OE- Yer kabuğunun, düzensizliğinin, yaratmış olduğu dağlar, plajlar, göller, koylar, ormanlar, nehirler ve cennet… Dünyamızda altı milyar insan yaşıyorsa, altı milyar insanın da, anıları olacaktır… Onlardan biri olarak da, benim İzmir ile ilgili anılarım ise; Bütün medeni ülkelerde yapılan ve bizde de olması gerekenleri kapsamaktadır.

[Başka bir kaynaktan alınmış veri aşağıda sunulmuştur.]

//! Per-virtual-channel CP_PDU and TP_File reassembly.
//!
//! One [`ChannelState`] tracks a single VCID's packet-zone bitstream: the
//! CP_PDU currently being accumulated and the TP_File it feeds, each a
//! tagged `Option` rather than a dynamically-typed attribute that can be
//! missing. CP_PDUs that fail their CRC or length check are still forwarded
//! to the TP_File stage — the legacy demuxer's lenient, bug-compatible
//! policy — since the stream is never replayed and a dropped-but-wrong file
//! is more useful than silence.

use log::{debug, warn};

use crate::cppdu::{CpPduAssembler, CpPduHeader, SeqFlag};
use crate::crc::Crc16Table;
use crate::mpdu::MPdu;
use crate::tpfile::TpFileAssembler;

#[derive(Debug)]
pub enum ChannelEvent {
    TpFileComplete {
        apid: u16,
        counter: u16,
        data: Vec<u8>,
    },
    BadCrc {
        apid: u16,
    },
    DiscardedBytes(usize),
}

pub struct ChannelState {
    vcid: u8,
    current_cppdu: Option<CpPduAssembler>,
    current_tpfile: Option<TpFileAssembler>,
}

impl ChannelState {
    pub fn new(vcid: u8) -> Self {
        ChannelState {
            vcid,
            current_cppdu: None,
            current_tpfile: None,
        }
    }

    /// Feeds one M_PDU's packet zone through CP_PDU reassembly, emitting
    /// events for every CP_PDU completed and every TP_File this advances.
    pub fn process_mpdu(&mut self, mpdu: &MPdu, crc: &Crc16Table) -> Vec<ChannelEvent> {
        let mut events = Vec::new();
        let zone = mpdu.packet_zone;

        if mpdu.has_header() {
            let pointer = mpdu.first_header_pointer as usize;
            if pointer != 0 {
                match self.current_cppdu.take() {
                    Some(mut asm) => {
                        let _ = asm.append(&zone[..pointer.min(zone.len())]);
                        self.complete_cppdu(asm, crc, &mut events);
                    }
                    None => {
                        events.push(ChannelEvent::DiscardedBytes(pointer));
                        debug!("vcid {}: no CP_PDU to finish (dropped packets?)", self.vcid);
                    }
                }
                self.open_and_chain(&zone[pointer.min(zone.len())..], crc, &mut events);
            } else {
                self.open_and_chain(zone, crc, &mut events);
            }
        } else if let Some(asm) = self.current_cppdu.as_mut() {
            let _ = asm.append(zone);
        } else {
            events.push(ChannelEvent::DiscardedBytes(zone.len()));
            debug!("vcid {}: no CP_PDU to append M_PDU to (dropped packets?)", self.vcid);
        }

        events
    }

    /// Opens a new CP_PDU from `bytes` and, per the short-CP_PDU edge case,
    /// keeps chaining through any further complete CP_PDUs that turn out to
    /// be packed into the same slice (no second pointer marks their
    /// boundary — only the M_PDU's single `first_header_pointer` does).
    fn open_and_chain(&mut self, bytes: &[u8], crc: &Crc16Table, events: &mut Vec<ChannelEvent>) {
        let mut remaining = bytes.to_vec();
        loop {
            let mut asm = CpPduAssembler::new();
            if let Err(err) = asm.append(&remaining) {
                warn!("vcid {}: malformed CP_PDU header: {err}", self.vcid);
                self.current_cppdu = None;
                return;
            }
            if asm.header().is_none() {
                // Not even a full header yet; keep accumulating across
                // whatever M_PDUs arrive next.
                self.current_cppdu = Some(asm);
                return;
            }
            if asm.is_eof() {
                debug!("vcid {}: CP_PDU EOF marker", self.vcid);
                self.current_cppdu = None;
                return;
            }
            if !asm.is_complete() {
                self.current_cppdu = Some(asm);
                return;
            }
            match asm.split_excess() {
                Some(extra) if !extra.is_empty() => {
                    self.complete_cppdu(asm, crc, events);
                    remaining = extra;
                }
                _ => {
                    self.complete_cppdu(asm, crc, events);
                    self.current_cppdu = None;
                    return;
                }
            }
        }
    }

    /// Finishes a CP_PDU (whether or not it reached its declared length) and
    /// forwards it to the TP_File stage regardless of CRC/length outcome.
    fn complete_cppdu(&mut self, asm: CpPduAssembler, crc: &Crc16Table, events: &mut Vec<ChannelEvent>) {
        let (header, payload, length_ok, crc_ok) = match asm.finish(crc) {
            Ok(result) => result,
            Err(err) => {
                warn!("vcid {}: failed to finish CP_PDU: {err}", self.vcid);
                return;
            }
        };

        if !length_ok {
            warn!(
                "vcid {}: apid {}: CP_PDU length mismatch (declared {} bytes)",
                self.vcid, header.apid, header.data_length
            );
        }
        if !crc_ok {
            warn!("vcid {}: apid {}: CP_PDU failed CRC check", self.vcid, header.apid);
            events.push(ChannelEvent::BadCrc { apid: header.apid });
        }

        self.dispatch_to_tpfile(header, payload, events);
    }

    /// Dispatches on the CP_PDU's sequence flag (§4.9): FIRST opens a new
    /// TP_File, CONTINUE/LAST extend or close the open one, SINGLE is FIRST
    /// immediately followed by LAST.
    fn dispatch_to_tpfile(&mut self, header: CpPduHeader, payload: Vec<u8>, events: &mut Vec<ChannelEvent>) {
        let (opens, closes) = match header.seq_flag {
            SeqFlag::First => (true, false),
            SeqFlag::Continue => (false, false),
            SeqFlag::Last => (false, true),
            SeqFlag::Single => (true, true),
        };

        if opens {
            match TpFileAssembler::open(&payload) {
                Ok(tp) => self.current_tpfile = Some(tp),
                Err(err) => {
                    warn!("vcid {}: apid {}: bad TP_File header: {err}", self.vcid, header.apid);
                    self.current_tpfile = None;
                    return;
                }
            }
        } else if let Some(tp) = self.current_tpfile.as_mut() {
            tp.append(&payload);
        } else {
            warn!(
                "vcid {}: apid {}: CP_PDU continuation with no open TP_File",
                self.vcid, header.apid
            );
            return;
        }

        if closes {
            if let Some(tp) = self.current_tpfile.take() {
                match tp.finish() {
                    Ok((tp_header, data)) => events.push(ChannelEvent::TpFileComplete {
                        apid: header.apid,
                        counter: tp_header.counter,
                        data,
                    }),
                    Err(err) => warn!(
                        "vcid {}: apid {}: TP_File length mismatch, skipping file: {err}",
                        self.vcid, header.apid
                    ),
                }
            }
        }
    }
}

ŞD-Hayvanlar için bir projeniz vardı?
OE- Öncelikle, İzmir’de kültür parkın duvarları yıkılmalıdır. Parklar, insanların ve şehirlerin, nefes almasını sağlayan, mirengi noktalarıdır… Ve yeşil alanlar, halka açıktır. Parklar duvarlar ile gizlenemez. Aynı şekilde, insan dostu hayvanlar için de, oyun alanları yapılmalıdır. Bunu önerdim ama netice sıfır…
ŞD-Peki, İzmir Körfezi, neden Florida olamadı?
OE-Önce aklıma takılan bir konuya değinmek istiyorum. Dünya, kuş cennetleri ile doludur. Bizdeki kuş cennetleri; medeni ülkelerdeki gibi olamıyor! Avrupa’nın bütün sahilleri, Holanda, Afrika, Avustralya ve A.B.D.’nin güney sahillerinde, lagun sistemi ile insanlar, kuşlarla birlikte yaşarlar. Biz kuşları, tecrit ediyoruz. Yine, otuz sene önce planladığım, İzmir Orta Körfez, Alaçatı, Lagun Projeleri ve Atakent, Mavişehir projelerimi, sözde bir profesör, lagunu iptal ettirdi. Ama şimdi İstanbul’dan, Antep’e kadar, her yerde Lagun Projeleri yapılmaktadır. Bu büyük proje ile, İzmir kimlik kazanacaktı. Marka şehir olacaktı. Yirmi senede Dubai, Orta Doğunun Paris’i oldu. Biz ise, bu fırsatı kaçırdık. Halen bu potansiyel İzmir’de var. Yeter ki yaratıcı yöneticilerimizin, büyük düşünmesi gerekir. Eskiden de Basmane’de başlayan, Gazi Bulvarı’nda denize açık lagun vardı. Körfez Florida olabilirdi. Ama tren kaçtı…
İzmir katlı Ortaçağ şehri
ŞD-Birinci Kordon’u eski ve yeni hali ile karşılaştırsak?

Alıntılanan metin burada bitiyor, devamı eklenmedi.